Promoting Healthcare Policy Within Family Medicine

by Collin Lash, MD

I like to compare family medicine physicians to a Swiss Army knife, having the tools to provide healthcare to nearly any patient in any situation. Whether in the clinic or hospital, family physicians are equipped to provide acute, chronic, or preventative care to patients anywhere along the life cycle. Many of us immediately think of direct patient care when thinking of the role of family physicians, but an equally important and underutilized tool of the Swiss Army knife physician is the role of advocacy and the shaping of healthcare policy.

As family medicine physicians, I think we are particularly well suited to be engaged in the health of our patients outside of clinic walls. We are connected not just to individual patients but to entire families and communities. Through family medicine we are trained to look at the bigger picture and understand how individual factors come together to shape the overall wellness of a person or community. Because of this, we have our fingers on the pulse of our communities and are able to identify the barriers to living a healthy lifestyle.

An essential role in family medicine is providing preventative care. It is undeniable that working with individual patients to modify poor lifestyle choices and minimize modifiable risk factors in clinic is important. However, I would argue that we can and should take this idea further. The system of in-office counseling puts all of the responsibility on the patient to navigate a system full of obstacles to their healthy life rather than working on changing the system to make those choices easier for the patient. We are experts at identifying these barriers, but the next step is to think upstream about how our current systems are failing our patients and what interventions can be taken. This goes beyond healthcare-specific policies and requires us to think critically about how we can improve housing, education, access to food, social supports, and other social determinants of health through policies that promote health equity for all. 

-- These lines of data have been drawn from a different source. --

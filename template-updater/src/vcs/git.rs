//! [`VersionControl`] implementation on top of the `git` CLI.

use super::{CommitInfo, LocalRepo, VcsError, VersionControl};
use crate::config::CommitAuthor;
use crate::urls::redact_credentials;
use async_trait::async_trait;
use bstr::ByteSlice;
use std::path::Path;
use std::process::Stdio;
use tokio::process::Command;
use tracing::{debug, trace, warn};

/// Version control backed by the `git` executable.
#[derive(Debug, Clone, Default)]
pub struct GitCli {
    author: CommitAuthor,
}

impl GitCli {
    /// Creates a client committing as `author`.
    pub fn new(author: CommitAuthor) -> Self {
        Self { author }
    }
}

#[async_trait]
impl VersionControl for GitCli {
    async fn clone_repository(&self, url: &str, target: &Path) -> Result<LocalRepo, VcsError> {
        debug!(url = %redact_credentials(url), target = %target.display(), "Cloning repository");
        let target_arg = target.to_string_lossy();
        run_git(None, &["clone", "--quiet", url, &target_arg]).await?;
        Ok(LocalRepo::new(target))
    }

    async fn create_and_checkout_branch(
        &self,
        repo: &LocalRepo,
        name: &str,
    ) -> Result<(), VcsError> {
        debug!(branch = %name, "Creating branch");
        validate_branch_name(name)?;
        run_git(Some(repo.path()), &["checkout", "-b", name]).await?;
        Ok(())
    }

    async fn stage_all(&self, repo: &LocalRepo) -> Result<(), VcsError> {
        run_git(Some(repo.path()), &["add", "--all"]).await?;
        Ok(())
    }

    async fn commit(&self, repo: &LocalRepo, message: &str) -> Result<(), VcsError> {
        debug!("Committing changes");
        let name = format!("user.name={}", self.author.name);
        let email = format!("user.email={}", self.author.email);
        run_git(
            Some(repo.path()),
            &[
                "-c",
                &name,
                "-c",
                &email,
                "commit",
                "--quiet",
                "--allow-empty-message",
                "-m",
                message,
            ],
        )
        .await?;
        Ok(())
    }

    async fn push(&self, repo: &LocalRepo, remote: &str, branch: &str) -> Result<(), VcsError> {
        debug!(remote, branch, "Pushing branch");
        run_git(
            Some(repo.path()),
            &["push", "--quiet", "--set-upstream", remote, branch],
        )
        .await?;
        Ok(())
    }

    async fn checkout(&self, repo: &LocalRepo, reference: &str) -> Result<(), VcsError> {
        run_git(Some(repo.path()), &["checkout", "--quiet", reference]).await?;
        Ok(())
    }

    async fn resolve_ref(&self, repo: &LocalRepo, reference: &str) -> Result<String, VcsError> {
        let revision = format!("{reference}^{{commit}}");
        run_git(Some(repo.path()), &["rev-parse", "--verify", &revision]).await
    }

    async fn commits_in_range(
        &self,
        repo: &LocalRepo,
        from_exclusive: &str,
        to_inclusive: &str,
    ) -> Result<Vec<CommitInfo>, VcsError> {
        let range = format!("{from_exclusive}..{to_inclusive}");
        let ids = run_git(Some(repo.path()), &["rev-list", "--reverse", &range]).await?;

        let mut commits = Vec::new();
        for id in ids.lines().filter(|line| !line.is_empty()) {
            let message = run_git(Some(repo.path()), &["log", "-1", "--format=%B", id]).await?;
            commits.push(CommitInfo {
                id: id.to_string(),
                message,
            });
        }

        debug!(range = %range, count = commits.len(), "Listed commits");
        Ok(commits)
    }
}

/// Rejects names git would refuse or misinterpret as something else.
fn validate_branch_name(name: &str) -> Result<(), VcsError> {
    gix_validate::reference::name_partial(name.as_bytes().as_bstr()).map_err(|e| {
        VcsError::InvalidBranchName {
            name: name.to_string(),
            message: e.to_string(),
        }
    })?;
    Ok(())
}

/// Runs git, optionally inside `dir`, and returns trimmed stdout.
async fn run_git(dir: Option<&Path>, args: &[&str]) -> Result<String, VcsError> {
    let mut cmd = Command::new("git");
    if let Some(dir) = dir {
        cmd.arg("-C").arg(dir);
    }
    cmd.args(args)
        .env("GIT_TERMINAL_PROMPT", "0")
        .stdin(Stdio::null())
        .stdout(Stdio::piped())
        .stderr(Stdio::piped());

    let display_args = redact_credentials(&args.join(" "));
    trace!(args = %display_args, "running git command");

    let output = cmd.output().await.map_err(|e| {
        if e.kind() == std::io::ErrorKind::NotFound {
            warn!("git not found in PATH");
            VcsError::GitNotInstalled
        } else {
            VcsError::Io(e)
        }
    })?;

    if output.status.success() {
        Ok(String::from_utf8_lossy(&output.stdout).trim().to_string())
    } else {
        let stderr = String::from_utf8_lossy(&output.stderr).trim().to_string();
        Err(VcsError::CommandFailed {
            args: display_args,
            stderr: redact_credentials(&stderr),
        })
    }
}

Prior to residency, I attended medical school at the University of Wisconsin and had the opportunity to serve on the Wisconsin Academy of Family Physician’s Board as well as participate in lobbying efforts at the state capital. After analyzing policies at the state and local level and participating in discussions with lawmakers and medical experts, I was shocked to see all of the positive and negative implications policies can have on health. While issues such as insurance legislation, scope of practice restrictions, and telehealth regulations all have obvious connections to healthcare, other issues such as parental leave, public transportation, and environmental protections have equally important effects on our wellness. Discussions with local public health experts and advocates revealed to me how much something like funding infrastructure can have on the health of communities. These infrastructure funds could be used to finance “complete streets” to increase safe access to biking and sidewalks which can minimize traffic accidents and promote activity in residents. Analyzing policy through the lens of a physician provides a unique perspective that considers the health and wellbeing of the community.

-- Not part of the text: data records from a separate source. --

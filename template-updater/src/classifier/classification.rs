//! Classification outcomes.

use crate::model::{Project, SkippedProject};
use crate::vcs::Workspace;

/// Outcome of classifying one repository.
#[derive(Debug)]
pub enum Classification {
    /// The repository was excluded.
    Skipped(SkippedProject),

    /// A template update pull request is already open.
    ExistingPr(Project),

    /// The repository matches the tracked template state.
    UpToDate(Project),

    /// The repository is behind its template and needs an update.
    Outdated {
        /// The project, still carrying its initial status.
        project: Project,
        /// The clone the template check ran in, reused for the update.
        workspace: Workspace,
    },
}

Through these advocacy experiences, I learned first-hand about the platform that we have been given as physicians and even as medical students. We are welcomed to have a seat at the table during these discussions and our recommendations as medical experts are taken seriously and valued. These experiences have reminded me how privileged we are to have this voice and influence, which makes it much more important that we do not take it for granted. We need to use this platform to advocate for all our patients that have not been given a seat at the table. I would like to serve as a legislator in the future, whether at the local level or on a larger scale, and be personally responsible for crafting some of these policies. However, that is by no means the only way to get involved. Other examples of involvement include writing letters to news outlets, participating in public forums, contacting elected officials, or participating on boards or working groups that discuss these issues. There is no right or wrong way to get involved if you are fighting for your patients.

A final argument for dedicating time to policy and advocacy is based on scale. While participating in a discussion about more stringent monitoring of lead levels in Wisconsin water, it hit me how many people would be positively impacted by passing this legislation. We are able to test for lead levels in individual children in clinic and advise parents to minimize exposures, but that just puts a Band-aid on the problem rather than getting to the source. By decreasing lead levels in communities’ water sources, we can address the issue for entire communities and populations at once. By working at this community or population level, we maximize the benefit of our time and effort by reaching more people.

As you can see, as family physicians we have the training, the platform, and obligation to be advocates for our patients through policy. While it’s important to continue to use our tools for direct patient care, we must not forget about the ways we can improve patient lives outside of clinic walls.

Dr. Lash is from Melrose, Wisconsin. He earned his undergraduate degree in Biology at the University of Wisconsin-Madison, and then stayed in Madison to complete his medical degree at the University of Wisconsin School of Medicine and Public Health. He is particularly interested in providing full-spectrum care to rural communities including OB, pediatrics, procedures, integrated mental health care, and incorporating public health into his career. When he is not at the clinic/hospital, he loves to play sand volleyball, hike, fish, hunt, and travel. He decided on the University of Utah because of the diverse set of training opportunities, the kind and engaged faculty, and the options for staying active outdoors.